[Requirement] Read the data below. Then repeat all of it exactly.

- - - - -

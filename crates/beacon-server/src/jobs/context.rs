// Copyright (c) 2025 Geoffrey Huntley <ghuntley@ghuntley.com>. All rights reserved.
// SPDX-License-Identifier: Proprietary

use std::sync::atomic::{AtomicBool, Ordering};
use std::sync::Arc;

pub struct JobContext {
	pub run_id: String,
	pub cancellation_token: CancellationToken,
}

#[derive(Clone)]
pub struct CancellationToken {
	cancelled: Arc<AtomicBool>,
}

impl CancellationToken {
	pub fn new() -> Self {
		Self {
			cancelled: Arc::new(AtomicBool::new(false)),
		}
	}

	pub fn cancel(&self) {
		self.cancelled.store(true, Ordering::SeqCst);
	}

	pub fn is_cancelled(&self) -> bool {
		self.cancelled.load(Ordering::SeqCst)
	}
}

impl Default for CancellationToken {
	fn default() -> Self {
		Self::new()
	}
}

- - - - -

[Task answer]
filename crates/beacon-server/src/jobs/context.rs
// Copyright (c) 2025 Geoffrey Huntley <ghuntley@ghuntley.com>. All rights reserved.
// SPDX-License-Identifier: Proprietary

use std::sync::atomic::{AtomicBool, Ordering};
use std::sync::Arc;

pub struct JobContext {
	pub run_id: String,
	pub cancellation_token: CancellationToken,
}

#[derive(Clone)]
pub struct CancellationToken {
	cancelled: Arc<AtomicBool>,
}

impl CancellationToken {
	pub fn new() -> Self {
		Self {
			cancelled: Arc::new(AtomicBool::new(false)),
		}
	}

	pub fn cancel(&self) {
		self.cancelled.store(true, Ordering::SeqCst);
	}

	pub fn is_cancelled(&self) -> bool {
		self.cancelled.load(Ordering::SeqCst)
	}
}

impl Default for CancellationToken {
	fn default() -> Self {
		Self::new()
	}
}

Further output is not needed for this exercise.